Par contre, pas un seul lac rouge, ou rose, ou indigo, ou magenta, ou caca d'oie, ou amande, ou vermillon, ou parme, ou abricot, ou jaune fluo, ou beurre frais, ou chocolat, ou ébène, ou pinchard, ou queue de vache, ou... ouais, bon allez !
Avant de s'élancer sur les sentiers de prime abord abruptes, écoutons cette légende qui parfume de mystère le lieu où nous allons nous rendre...
LE LAC BLEU
La légende
Il y a très longtemps, à l'endroit où se trouve le lac Bleu, il y avait un village de riches bergers. Un soir, arrive un inconnu, un mendiant, qui va de porte en porte demander la charité. Mais les bergers, qui sont aussi riches qu'égoïstes, le chassent de leurs maisons, sauf un, pauvre, qui demeure dans une simple cabane à l'écart des autres habitations. Cet homme est tellement pauvre qu'il ne possède qu'une seule bête, mais il accepte de la sacrifier pour la partager avec son hôte. Le repas fini, ce dernier lui dit : « Ramasse les os et la dépouille de l'animal et place-les devant ta porte, puis allons nous coucher ». L'homme s'exécute et, le lendemain à son réveil, le mendiant a disparu mais il aperçoit un immense troupeau dans son enclos et, à la place du village, un immense lac.
Sur ces bons mots, il ne me restait plus qu'à partir vers les hauteurs, en longeant tout d'abord le ruisseau de Lhécou, soudainement pris d'une envie de cascade, là, dans cette forêt aux couleurs vertes dynamiques...
Une fois sortie des ombrages forestiers, la vue sur le sommet à atteindre se distinguait...
Mais je n'en étais pas du tout sûr finalement. Peut être était-ce un leurre ? Peut être que la direction que je devais prendre était ailleurs ? Peut être que tout ceci n'était que chimère et blanc bonnet ?

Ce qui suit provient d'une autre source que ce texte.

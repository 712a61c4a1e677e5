//! Process groups, the unit of lifetime management for spawned children.
//!
//! A group tracks its live process handles by pid. Closing the group closes
//! every member exactly once; a handle closed on its own removes itself from
//! the group. Every group is registered with a [`TeardownArena`] at
//! construction, so a group that is never closed explicitly is still closed
//! when the host tears down.
//!
//! ```text
//! ┌───────────────────────────────────────────────┐
//! │                 ProcessGroup                  │
//! │  live: HashMap<pid, Arc<ProcessHandle>>       │
//! │  - spawn(spec)   → Arc<ProcessHandle>         │
//! │  - close()       → close each member once     │
//! │  - list()        → Vec<ProcessInfo>           │
//! └───────────────────────────────────────────────┘
//! ```

use std::collections::HashMap;
use std::fmt;
use std::sync::atomic::{AtomicBool, Ordering};
use std::sync::{Arc, Mutex, MutexGuard, Weak};

use pipewright_types::{PipelineError, ProcessSpec, Result};

use crate::arena::TeardownArena;
use crate::config::RuntimeConfig;
use crate::process::{ProcessHandle, ProcessInfo, StdioConfig};

/// Unique identifier for a process group.
#[derive(Debug, Clone, Copy, PartialEq, Eq, Hash, PartialOrd, Ord)]
pub struct GroupId(pub u64);

impl fmt::Display for GroupId {
    fn fmt(&self, f: &mut fmt::Formatter<'_>) -> fmt::Result {
        write!(f, "{}", self.0)
    }
}

/// State shared between a group, its handles, and the teardown arena.
pub(crate) struct GroupShared {
    id: GroupId,
    config: RuntimeConfig,
    live: Mutex<HashMap<u32, Arc<ProcessHandle>>>,
    closed: AtomicBool,
    arena: Weak<TeardownArena>,
}

impl GroupShared {
    fn live(&self) -> MutexGuard<'_, HashMap<u32, Arc<ProcessHandle>>> {
        self.live.lock().unwrap_or_else(|e| e.into_inner())
    }

    pub(crate) fn id(&self) -> GroupId {
        self.id
    }

    pub(crate) fn config(&self) -> &RuntimeConfig {
        &self.config
    }

    pub(crate) fn is_closed(&self) -> bool {
        self.closed.load(Ordering::Acquire)
    }

    #[tracing::instrument(level = "debug", skip(self, spec), fields(group = %self.id, command = %spec))]
    pub(crate) fn spawn(self: &Arc<Self>, spec: &ProcessSpec, stdio: StdioConfig) -> Result<Arc<ProcessHandle>> {
        if self.is_closed() {
            return Err(PipelineError::Closed);
        }

        let handle = ProcessHandle::spawn(
            spec,
            stdio,
            self.id,
            Arc::downgrade(self),
            self.config.kill_grace,
        )?;

        let displaced = {
            let mut live = self.live();
            // Checked under the lock so a concurrent close() can't miss us.
            if self.is_closed() {
                drop(live);
                handle.close();
                return Err(PipelineError::Closed);
            }
            live.insert(handle.pid(), handle.clone())
        };
        if let Some(old) = displaced {
            // pid reuse: the old child is long gone.
            old.close();
        }

        tracing::debug!(pid = handle.pid(), "spawned");
        Ok(handle)
    }

    /// Drop a member that closed on its own.
    pub(crate) fn forget(&self, handle: &ProcessHandle) {
        let removed = {
            let mut live = self.live();
            match live.get(&handle.pid()) {
                Some(h) if std::ptr::eq(Arc::as_ptr(h), handle) => live.remove(&handle.pid()),
                _ => None,
            }
        };
        drop(removed);
    }

    /// Close every member once. Returns how many were closed by this call.
    pub(crate) fn close(&self) -> usize {
        let members: Vec<Arc<ProcessHandle>> = {
            let mut live = self.live();
            if self.closed.swap(true, Ordering::AcqRel) {
                return 0;
            }
            live.drain().map(|(_, h)| h).collect()
        };

        for handle in &members {
            handle.close();
        }
        if let Some(arena) = self.arena.upgrade() {
            arena.deregister(self.id);
        }
        tracing::debug!(group = %self.id, closed = members.len(), "process group closed");
        members.len()
    }
}

/// A set of live processes closed together.
pub struct ProcessGroup {
    shared: Arc<GroupShared>,
}

impl ProcessGroup {
    /// Create a group registered with `arena`.
    ///
    /// A group created after the arena has torn down starts closed.
    pub fn new(arena: &Arc<TeardownArena>, config: RuntimeConfig) -> Self {
        let shared = Arc::new(GroupShared {
            id: arena.next_group_id(),
            config,
            live: Mutex::new(HashMap::new()),
            closed: AtomicBool::new(false),
            arena: Arc::downgrade(arena),
        });
        if !arena.register(&shared) {
            shared.closed.store(true, Ordering::Release);
        }
        Self { shared }
    }

    /// Group identifier.
    pub fn id(&self) -> GroupId {
        self.shared.id
    }

    /// Configuration this group spawns with.
    pub fn config(&self) -> &RuntimeConfig {
        &self.shared.config
    }

    /// Spawn a process with all three streams piped.
    pub fn spawn(&self, spec: &ProcessSpec) -> Result<Arc<ProcessHandle>> {
        self.shared.spawn(spec, StdioConfig::piped())
    }

    /// Spawn a process with explicit stream wiring.
    pub fn spawn_with(&self, spec: &ProcessSpec, stdio: StdioConfig) -> Result<Arc<ProcessHandle>> {
        self.shared.spawn(spec, stdio)
    }

    /// Look up a live member by pid.
    pub fn get(&self, pid: u32) -> Option<Arc<ProcessHandle>> {
        self.shared.live().get(&pid).cloned()
    }

    /// List live members.
    pub fn list(&self) -> Vec<ProcessInfo> {
        let mut infos: Vec<ProcessInfo> = self.shared.live().values().map(|h| h.info()).collect();
        infos.sort_by_key(|i| i.pid);
        infos
    }

    /// Number of members not yet closed.
    pub fn live_count(&self) -> usize {
        self.shared.live().len()
    }

    /// Close every member and deregister from the arena. Idempotent.
    pub fn close(&self) {
        self.shared.close();
    }

    /// True once closed, explicitly or by arena teardown.
    pub fn is_closed(&self) -> bool {
        self.shared.is_closed()
    }

    pub(crate) fn shared(&self) -> Arc<GroupShared> {
        self.shared.clone()
    }
}

impl Drop for ProcessGroup {
    fn drop(&mut self) {
        self.shared.close();
    }
}

impl fmt::Debug for ProcessGroup {
    fn fmt(&self, f: &mut fmt::Formatter<'_>) -> fmt::Result {
        f.debug_struct("ProcessGroup")
            .field("id", &self.shared.id)
            .field("live", &self.live_count())
            .field("closed", &self.is_closed())
            .finish()
    }
}

#[cfg(test)]
mod tests {
    use super::*;
    use std::time::Duration;

    fn sleeper() -> ProcessSpec {
        ProcessSpec::new("sleep").arg("30")
    }

    #[tokio::test]
    async fn test_spawn_registers_member() {
        let arena = TeardownArena::new();
        let group = ProcessGroup::new(&arena, RuntimeConfig::testing());

        let handle = group.spawn(&sleeper()).unwrap();
        assert_eq!(group.live_count(), 1);
        assert!(group.get(handle.pid()).is_some());
        assert_eq!(group.list()[0].command, vec!["sleep", "30"]);

        group.close();
        assert_eq!(group.live_count(), 0);
        assert!(handle.is_closed());
    }

    #[tokio::test]
    async fn test_handle_close_deregisters() {
        let arena = TeardownArena::new();
        let group = ProcessGroup::new(&arena, RuntimeConfig::testing());

        let handle = group.spawn(&sleeper()).unwrap();
        handle.close();
        assert_eq!(group.live_count(), 0);

        let status = tokio::time::timeout(Duration::from_secs(5), handle.wait())
            .await
            .expect("closed child should exit")
            .unwrap();
        assert_eq!(status.signal, Some(15));
    }

    #[tokio::test]
    async fn test_spawn_after_close_fails() {
        let arena = TeardownArena::new();
        let group = ProcessGroup::new(&arena, RuntimeConfig::testing());
        group.close();

        let err = group.spawn(&sleeper()).unwrap_err();
        assert!(matches!(err, PipelineError::Closed));
    }

    #[tokio::test]
    async fn test_spawn_missing_binary() {
        let arena = TeardownArena::new();
        let group = ProcessGroup::new(&arena, RuntimeConfig::testing());

        let err = group
            .spawn(&ProcessSpec::new("definitely_not_a_real_command_12345"))
            .unwrap_err();
        assert!(matches!(err, PipelineError::Spawn { .. }));
        assert_eq!(group.live_count(), 0);
    }

    #[tokio::test]
    async fn test_drop_closes_group() {
        let arena = TeardownArena::new();
        let handle = {
            let group = ProcessGroup::new(&arena, RuntimeConfig::testing());
            group.spawn(&sleeper()).unwrap()
        };
        assert!(handle.is_closed());
        assert_eq!(arena.live_groups(), 0);
    }
}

Alors, je grimpais, je grimpais en traversant la flore pyrénéenne, remarquant que, peu peu, je prenais une sacrée altitude...
Flore pyrénéenne Réservoir d'eau circulaire au loin
Et puis, tiens, d'un coup, comme ça, sans prévenir : je me retrouvais dans les nuages qui avaient eu la mauvaise idée de quitter le ciel pour venir s'écraser sur le sentier...
Petit à petit, les eaux de la rivière disparaissaient dans la neige...
Les randonneurs que je pouvais croiser arboraient des T-Shirts étranges...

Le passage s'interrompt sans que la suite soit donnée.